Operational risk & supervision challenges
With an explosion of new working tools and channels, there has never been a greater need to understand digital communications and its risk. But the volume of data that needs to be monitored has gone up massively. In any rapidly evolving environment, it is important that firms continually review their risk appetite and risk frameworks to ensure they address new risks and work arrangements. The pandemic’s experience suggests this should include controls to address outsourcing, information and data security, supervision, and conflicts of interest when working remotely.

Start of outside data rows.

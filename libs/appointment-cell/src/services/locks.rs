// libs/appointment-cell/src/services/locks.rs
use std::collections::HashMap;
use std::sync::Arc;

use tokio::sync::{Mutex, OwnedMutexGuard};
use uuid::Uuid;

/// One async mutex per doctor. Holding the guard makes the
/// read-check-write sequence of a booking exclusive for that doctor within
/// this process; other doctors are unaffected.
///
/// Entries only live while some booking holds or waits on them.
#[derive(Default)]
pub struct DoctorLocks {
    locks: Mutex<HashMap<Uuid, Arc<Mutex<()>>>>,
}

impl DoctorLocks {
    pub fn new() -> Self {
        Self::default()
    }

    pub async fn acquire(&self, doctor_id: Uuid) -> OwnedMutexGuard<()> {
        let lock = {
            let mut locks = self.locks.lock().await;
            // Holders and waiters keep their own clone, so a count of one is idle.
            locks.retain(|_, lock| Arc::strong_count(lock) > 1);
            Arc::clone(locks.entry(doctor_id).or_default())
        };
        lock.lock_owned().await
    }
}
// libs/appointment-cell/src/services/supabase_store.rs
use std::sync::Arc;

use async_trait::async_trait;
use chrono::{DateTime, SecondsFormat, Utc};
use reqwest::Method;
use serde_json::{json, Value};
use tracing::debug;
use uuid::Uuid;

use shared_database::supabase::SupabaseClient;

use crate::models::{Appointment, AppointmentError, AppointmentStatus, ReminderWindow};
use crate::services::store::AppointmentStore;

const APPOINTMENTS: &str = "/rest/v1/appointments";

/// `appointments` table behind PostgREST.
pub struct SupabaseAppointmentStore {
    supabase: Arc<SupabaseClient>,
}

impl SupabaseAppointmentStore {
    pub fn new(supabase: Arc<SupabaseClient>) -> Self {
        Self { supabase }
    }

    async fn fetch(&self, query: &str) -> Result<Vec<Appointment>, AppointmentError> {
        let path = format!("{}?{}&order=scheduled_at.asc.nullsfirst", APPOINTMENTS, query);

        let result: Vec<Value> = self.supabase.request(
            Method::GET,
            &path,
            None,
        ).await.map_err(|e| AppointmentError::DatabaseError(e.to_string()))?;

        parse_rows(result)
    }

    async fn patch_one(&self, appointment_id: Uuid, body: Value) -> Result<Appointment, AppointmentError> {
        let path = format!("{}?id=eq.{}", APPOINTMENTS, appointment_id);

        let result: Vec<Value> = self.supabase.request(
            Method::PATCH,
            &path,
            Some(body),
        ).await.map_err(|e| AppointmentError::DatabaseError(e.to_string()))?;

        parse_rows(result)?
            .into_iter()
            .next()
            .ok_or(AppointmentError::NotFound)
    }
}

#[async_trait]
impl AppointmentStore for SupabaseAppointmentStore {
    async fn insert(&self, appointment: Appointment) -> Result<Appointment, AppointmentError> {
        let body = serde_json::to_value(&appointment)
            .map_err(|e| AppointmentError::DatabaseError(format!("Failed to encode appointment: {}", e)))?;

        let result: Vec<Value> = self.supabase.request(
            Method::POST,
            APPOINTMENTS,
            Some(body),
        ).await.map_err(|e| AppointmentError::DatabaseError(e.to_string()))?;

        let stored = parse_rows(result)?
            .into_iter()
            .next()
            .ok_or_else(|| AppointmentError::DatabaseError("Insert returned no rows".to_string()))?;

        debug!("Stored appointment {}", stored.id);
        Ok(stored)
    }

    async fn get(&self, appointment_id: Uuid) -> Result<Option<Appointment>, AppointmentError> {
        let rows = self.fetch(&format!("id=eq.{}", appointment_id)).await?;
        Ok(rows.into_iter().next())
    }

    async fn list_all(&self) -> Result<Vec<Appointment>, AppointmentError> {
        self.fetch("select=*").await
    }

    async fn list_by_doctor(&self, doctor_id: Uuid) -> Result<Vec<Appointment>, AppointmentError> {
        self.fetch(&format!("doctor_id=eq.{}", doctor_id)).await
    }

    async fn list_by_patient(&self, patient_id: Uuid) -> Result<Vec<Appointment>, AppointmentError> {
        self.fetch(&format!("patient_id=eq.{}", patient_id)).await
    }

    async fn due_for_reminder(&self, window: &ReminderWindow) -> Result<Vec<Appointment>, AppointmentError> {
        let query = format!(
            "status=eq.{}&reminder_sent=is.false&scheduled_at=gte.{}&scheduled_at=lt.{}",
            AppointmentStatus::Scheduled,
            timestamp_param(window.start),
            timestamp_param(window.end),
        );

        self.fetch(&query).await
    }

    async fn mark_reminder_sent(&self, appointment_id: Uuid) -> Result<(), AppointmentError> {
        self.patch_one(appointment_id, json!({ "reminder_sent": true }))
            .await
            .map(|_| ())
    }

    async fn update_scheduled_at(
        &self,
        appointment_id: Uuid,
        scheduled_at: DateTime<Utc>,
    ) -> Result<Appointment, AppointmentError> {
        self.patch_one(appointment_id, json!({ "scheduled_at": scheduled_at })).await
    }

    async fn update_status(
        &self,
        appointment_id: Uuid,
        status: AppointmentStatus,
    ) -> Result<Appointment, AppointmentError> {
        self.patch_one(appointment_id, json!({ "status": status })).await
    }

    async fn delete(&self, appointment_id: Uuid) -> Result<(), AppointmentError> {
        let path = format!("{}?id=eq.{}", APPOINTMENTS, appointment_id);

        let deleted: Vec<Value> = self.supabase.request(
            Method::DELETE,
            &path,
            None,
        ).await.map_err(|e| AppointmentError::DatabaseError(e.to_string()))?;

        if deleted.is_empty() {
            return Err(AppointmentError::NotFound);
        }
        Ok(())
    }
}

/// UTC with a `Z` suffix, so the value needs no URL escaping.
fn timestamp_param(instant: DateTime<Utc>) -> String {
    instant.to_rfc3339_opts(SecondsFormat::Micros, true)
}

fn parse_rows(rows: Vec<Value>) -> Result<Vec<Appointment>, AppointmentError> {
    rows.into_iter()
        .map(serde_json::from_value)
        .collect::<Result<Vec<Appointment>, _>>()
        .map_err(|e| AppointmentError::DatabaseError(format!("Failed to parse appointments: {}", e)))
}
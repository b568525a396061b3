use thiserror::Error;

/// Which half of a dispatch went wrong.
#[derive(Debug, Clone, Copy, PartialEq, Eq)]
pub enum FailureDomain {
    /// The message could not be assembled (QR encoding, missing data).
    Payload,
    /// The message was built but could not be handed to the channel.
    Transmit,
}

#[derive(Error, Debug)]
pub enum NotificationError {
    #[error("Could not build notification payload: {0}")]
    Payload(String),

    #[error("Notification transport failed: {0}")]
    Transport(String),

    #[error("Notification channel timed out after {timeout_ms} ms")]
    Timeout { timeout_ms: u64 },

    #[error("Notification channel is not configured")]
    NotConfigured,
}

impl NotificationError {
    pub fn domain(&self) -> FailureDomain {
        match self {
            NotificationError::Payload(_) => FailureDomain::Payload,
            NotificationError::Transport(_)
            | NotificationError::Timeout { .. }
            | NotificationError::NotConfigured => FailureDomain::Transmit,
        }
    }
}

impl From<reqwest::Error> for NotificationError {
    fn from(err: reqwest::Error) -> Self {
        NotificationError::Transport(err.to_string())
    }
}
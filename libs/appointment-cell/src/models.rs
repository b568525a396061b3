// libs/appointment-cell/src/models.rs
use chrono::{DateTime, Duration, Utc};
use serde::{Deserialize, Serialize};
use std::fmt;
use thiserror::Error;
use uuid::Uuid;

use shared_config::AppConfig;
use shared_models::error::AppError;

// ==============================================================================
// CORE APPOINTMENT MODELS
// ==============================================================================

#[derive(Debug, Clone, PartialEq, Serialize, Deserialize)]
pub struct Appointment {
    pub id: Uuid,
    pub patient_id: Uuid,
    pub doctor_id: Uuid,
    /// Absolute instant. Rows written before the column was mandatory may
    /// carry no time; the conflict checker and reminder scan skip those.
    pub scheduled_at: Option<DateTime<Utc>>,
    pub status: AppointmentStatus,
    #[serde(default)]
    pub reminder_sent: bool,
    pub created_at: DateTime<Utc>,
}

impl Appointment {
    /// A new booking as the coordinator persists it.
    pub fn scheduled(patient_id: Uuid, doctor_id: Uuid, scheduled_at: DateTime<Utc>) -> Self {
        Self {
            id: Uuid::new_v4(),
            patient_id,
            doctor_id,
            scheduled_at: Some(scheduled_at),
            status: AppointmentStatus::Scheduled,
            reminder_sent: false,
            created_at: Utc::now(),
        }
    }

    pub fn is_active(&self) -> bool {
        self.status == AppointmentStatus::Scheduled
    }

    /// Still waiting for its reminder and inside `window`.
    pub fn is_due_for_reminder(&self, window: &ReminderWindow) -> bool {
        self.is_active()
            && !self.reminder_sent
            && self.scheduled_at.map_or(false, |at| window.contains(at))
    }
}

#[derive(Debug, Clone, Copy, PartialEq, Eq, Serialize, Deserialize)]
pub enum AppointmentStatus {
    Scheduled,
    Cancelled,
}

impl fmt::Display for AppointmentStatus {
    fn fmt(&self, f: &mut fmt::Formatter<'_>) -> fmt::Result {
        match self {
            AppointmentStatus::Scheduled => write!(f, "Scheduled"),
            AppointmentStatus::Cancelled => write!(f, "Cancelled"),
        }
    }
}

// ==============================================================================
// SCHEDULING POLICY
// ==============================================================================

#[derive(Debug, Clone, Copy, PartialEq, Eq)]
pub struct SchedulingPolicy {
    /// Two active appointments of one doctor must be at least this far apart.
    pub min_separation: Duration,
    /// Run the conflict check again when an appointment is moved.
    pub reschedule_conflict_check: bool,
}

impl SchedulingPolicy {
    pub fn from_config(config: &AppConfig) -> Self {
        Self {
            min_separation: Duration::minutes(config.booking_min_separation_minutes),
            reschedule_conflict_check: config.reschedule_conflict_check,
        }
    }
}

impl Default for SchedulingPolicy {
    fn default() -> Self {
        Self::from_config(&AppConfig::default())
    }
}

// ==============================================================================
// REMINDER MODELS
// ==============================================================================

/// Half-open interval `[start, end)`.
#[derive(Debug, Clone, Copy, PartialEq, Eq, Serialize)]
pub struct ReminderWindow {
    pub start: DateTime<Utc>,
    pub end: DateTime<Utc>,
}

impl ReminderWindow {
    /// Window scanned by the tick that runs at `now`: `[now - catch_up, now + width)`.
    pub fn for_tick(now: DateTime<Utc>, width: Duration, catch_up: Duration) -> Self {
        Self {
            start: now - catch_up,
            end: now + width,
        }
    }

    pub fn contains(&self, instant: DateTime<Utc>) -> bool {
        instant >= self.start && instant < self.end
    }
}

/// Outcome of one reminder scan, for logs and tests.
#[derive(Debug, Clone, Default, PartialEq, Eq, Serialize)]
pub struct ReminderScanReport {
    pub due: usize,
    pub dispatched: usize,
    pub dispatch_failures: usize,
    pub skipped: usize,
    pub marked: usize,
    pub mark_failures: usize,
}

// ==============================================================================
// REQUEST/RESPONSE MODELS
// ==============================================================================

#[derive(Debug, Clone, Serialize, Deserialize)]
pub struct BookAppointmentRequest {
    pub patient_id: Uuid,
    pub doctor_id: Uuid,
    pub scheduled_at: DateTime<Utc>,
}

#[derive(Debug, Clone, Serialize, Deserialize)]
pub struct RescheduleAppointmentRequest {
    pub scheduled_at: DateTime<Utc>,
}

// ==============================================================================
// ERROR TYPES
// ==============================================================================

#[derive(Error, Debug, Clone, PartialEq)]
pub enum AppointmentError {
    #[error("Appointment not found")]
    NotFound,

    #[error("Patient not found")]
    PatientNotFound,

    #[error("Doctor not found")]
    DoctorNotFound,

    #[error("Slot already booked")]
    SlotUnavailable,

    #[error("Validation error: {0}")]
    ValidationError(String),

    #[error("Database error: {0}")]
    DatabaseError(String),
}

impl From<AppointmentError> for AppError {
    fn from(err: AppointmentError) -> Self {
        match err {
            AppointmentError::NotFound
            | AppointmentError::PatientNotFound
            | AppointmentError::DoctorNotFound => AppError::NotFound(err.to_string()),
            AppointmentError::SlotUnavailable => AppError::Conflict(err.to_string()),
            AppointmentError::ValidationError(_) => AppError::BadRequest(err.to_string()),
            AppointmentError::DatabaseError(msg) => AppError::Database(msg),
        }
    }
}
use std::env;
use std::str::FromStr;
use tracing::warn;

#[derive(Debug, Clone)]
pub struct AppConfig {
    pub supabase_url: String,
    pub supabase_anon_key: String,
    pub sendgrid_api_key: String,
    pub sendgrid_from_email: String,
    pub sendgrid_base_url: String,
    /// Offset of the clinic's wall clock from UTC. IST is +330 and has no DST.
    pub clinic_utc_offset_minutes: i32,
    pub booking_min_separation_minutes: i64,
    pub reminder_interval_secs: u64,
    pub reminder_window_secs: i64,
    pub reminder_catch_up_secs: i64,
    pub notification_timeout_secs: u64,
    /// Confirmation mails in flight at once; further ones wait their turn.
    pub confirmation_concurrency: usize,
    pub qr_image_size: u32,
    pub reschedule_conflict_check: bool,
    pub server_port: u16,
}

impl Default for AppConfig {
    fn default() -> Self {
        Self {
            supabase_url: String::new(),
            supabase_anon_key: String::new(),
            sendgrid_api_key: String::new(),
            sendgrid_from_email: String::new(),
            sendgrid_base_url: "https://api.sendgrid.com".to_string(),
            clinic_utc_offset_minutes: 330,
            booking_min_separation_minutes: 15,
            reminder_interval_secs: 60,
            reminder_window_secs: 60,
            reminder_catch_up_secs: 0,
            notification_timeout_secs: 10,
            confirmation_concurrency: 4,
            qr_image_size: 320,
            reschedule_conflict_check: false,
            server_port: 3000,
        }
    }
}

impl AppConfig {
    pub fn from_env() -> Self {
        let defaults = Self::default();

        let config = Self {
            supabase_url: env::var("SUPABASE_URL")
                .unwrap_or_else(|_| {
                    warn!("SUPABASE_URL not set, using in-memory storage");
                    String::new()
                }),
            supabase_anon_key: env::var("SUPABASE_ANON_PUBLIC_KEY")
                .unwrap_or_else(|_| {
                    warn!("SUPABASE_ANON_PUBLIC_KEY not set, using empty value");
                    String::new()
                }),
            sendgrid_api_key: env::var("SENDGRID_API_KEY")
                .unwrap_or_else(|_| {
                    warn!("SENDGRID_API_KEY not set, notifications will only be logged");
                    String::new()
                }),
            sendgrid_from_email: env::var("SENDGRID_FROM_EMAIL")
                .unwrap_or_else(|_| {
                    warn!("SENDGRID_FROM_EMAIL not set, using empty value");
                    String::new()
                }),
            sendgrid_base_url: env::var("SENDGRID_BASE_URL")
                .unwrap_or(defaults.sendgrid_base_url),
            clinic_utc_offset_minutes: parse_or("CLINIC_UTC_OFFSET_MINUTES", defaults.clinic_utc_offset_minutes),
            booking_min_separation_minutes: parse_or("BOOKING_MIN_SEPARATION_MINUTES", defaults.booking_min_separation_minutes),
            reminder_interval_secs: parse_or("REMINDER_INTERVAL_SECS", defaults.reminder_interval_secs),
            reminder_window_secs: parse_or("REMINDER_WINDOW_SECS", defaults.reminder_window_secs),
            reminder_catch_up_secs: parse_or("REMINDER_CATCH_UP_SECS", defaults.reminder_catch_up_secs),
            notification_timeout_secs: parse_or("NOTIFICATION_TIMEOUT_SECS", defaults.notification_timeout_secs),
            confirmation_concurrency: parse_or("CONFIRMATION_CONCURRENCY", defaults.confirmation_concurrency),
            qr_image_size: parse_or("QR_IMAGE_SIZE", defaults.qr_image_size),
            reschedule_conflict_check: parse_or("RESCHEDULE_CONFLICT_CHECK", defaults.reschedule_conflict_check),
            server_port: parse_or("SERVER_PORT", defaults.server_port),
        };

        if !config.is_configured() {
            warn!("Database not configured - appointments will not survive a restart");
        }

        config
    }

    pub fn is_configured(&self) -> bool {
        !self.supabase_url.is_empty()
            && !self.supabase_anon_key.is_empty()
    }

    pub fn is_email_configured(&self) -> bool {
        !self.sendgrid_api_key.is_empty()
            && !self.sendgrid_from_email.is_empty()
            && !self.sendgrid_base_url.is_empty()
    }
}

fn parse_or<T>(key: &str, default: T) -> T
where
    T: FromStr + std::fmt::Debug,
{
    match env::var(key) {
        Ok(raw) => raw.trim().parse().unwrap_or_else(|_| {
            warn!("{} has invalid value {:?}, using default {:?}", key, raw, default);
            default
        }),
        Err(_) => default,
    }
}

Where staff are working remotely, there should be protocols in place to ensure a firm’s compliance with their mandatory recording obligations under the market integrity rules. Staff should be advised only to make calls using a software-based phone system that enables recording or to take instructions and orders by email and chat message, providing a clear audit trail. Only authorised communication channels should be used and this should be monitored. In the rare instance, this isn’t possible, the participant must ensure there is some form of written record. For risk mitigation, this should be followed by electronic confirmation by the client as soon as possible.
Where policies need to change to reflect the current conditions, they should be robustly reviewed and approved by compliance and other control functions to ensure they do not introduce any undue compliance, conduct or operational risk. For example, market intermediaries should carefully consider if it’s appropriate to have staff dealing with confidential client information while working from home. If they do work from home, they should be set up so they can’t be overheard, others can’t see their screens at home and phone calls are recorded (or there are other equivalent record-keeping arrangements). They should be required to lock their screen or log-off when they leave their computer. Market intermediaries should consider what additional monitoring of staff practices and behaviour is necessary when working from home (e.g. whether more or fewer calls are being made from work/recorded lines and whether login patterns change unexpectedly).
Privacy act & protecting personal information
Therefore, organizations are having to revisit their security posture to provide a safe remote-working experience that prevents data breaches. Not only should they address vulnerabilities to their own networks and the physical storage of data, but they will also have to face the fact that remote workers will inevitably have to move data between the corporate network, the cloud and the personal laptop. To protect personal data in transit from one location to another, regulations like GDPR suggests encryption to protect privacy and security and prevent leakage.
The regulators have warned that dramatic news coverage of viral outbreaks and pandemics can be an opportunity for scammers to pump inaccurate information into the marketplace to try to manipulate markets and investors. The coronavirus is no exception. Job loss, financial strain, and social distancing are conditions that present fraudsters with an opportunity to pounce.
For example, ASIC has warned to watch out for scammers who try to take advantage of coronavirus (COVID-19). Scams can take many forms, for example, phishing attempts. In the comfort of their own home, do your employees know what to do to protect themselves from such scams amidst the fear and chaos?
As and when we gradually emerge from the global pandemic, working from anywhere is predicted to become a core part of the new normal, and the processes laid down today will remain relevant for years to come. Organizations need to automate the risk and compliance process to alleviate the compliance and conduct risk failure challenges, reduce the cost burden and improve customer experience. Even if the majority of the workforce does indeed choose to return to the office, this investment for new collaborative work environment will ensure that organization can be confident that it’s prepared, should any similar event happen in future, and that it can offer more-flexible working practices should its employees demand it.